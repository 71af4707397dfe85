//! Sequential detail-page collection over a harvested URL set.

use gisgrab_core::{canonical_link, Listing};
use scraper::Html;

use crate::error::ScrapeError;
use crate::extract::{extract_field, Field};

/// Browser-side view of a single detail page.
///
/// `fetch_rendered` navigates to the original URL (its query parameters may
/// carry routing state the page needs), waits — bounded — for the primary
/// heading as the ready signal, pauses for secondary widgets, and returns
/// the rendered markup.
pub trait DetailPage {
    fn fetch_rendered(&mut self, url: &str) -> Result<String, ScrapeError>;
}

/// Visits every harvested URL in order and returns one [`Listing`] per page
/// that rendered usably.
///
/// Per-item failures (timeout, navigation error) are logged with the
/// offending URL and skipped; a single bad listing never aborts the batch.
/// The run is one pass with no retries.
pub fn collect(page: &mut impl DetailPage, urls: &[String]) -> Vec<Listing> {
    let total = urls.len();
    let mut listings = Vec::with_capacity(total);

    for (i, url) in urls.iter().enumerate() {
        let link = canonical_link(url);
        tracing::info!(n = i + 1, total, url = %link, "opening listing");

        let html = match page.fetch_rendered(url) {
            Ok(html) => html,
            Err(err) => {
                tracing::warn!(url = %url, error = %err, "failed to load listing; skipping");
                continue;
            }
        };

        let doc = Html::parse_document(&html);
        let listing = Listing {
            name: extract_field(&doc, Field::Name),
            address: extract_field(&doc, Field::Address),
            website: extract_field(&doc, Field::Website),
            phone: extract_field(&doc, Field::Phone),
            link,
            rating: extract_field(&doc, Field::Rating),
            hours: extract_field(&doc, Field::Hours),
        };
        tracing::info!(
            name = %listing.name,
            address = %listing.address,
            phone = %listing.phone,
            rating = %listing.rating,
            "collected listing"
        );
        listings.push(listing);
    }

    listings
}

#[cfg(test)]
#[path = "collect_test.rs"]
mod tests;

-------

EXERCISE OBJECTIVE :: From the records above, print exactly the lines that run from the line with "single detail page." to the line with "for the primary", inclusive.

ANSWER AREA ::
/// Browser-side view of a single detail page.
///
/// `fetch_rendered` navigates to the original URL (its query parameters may
/// carry routing state the page needs), waits — bounded — for the primary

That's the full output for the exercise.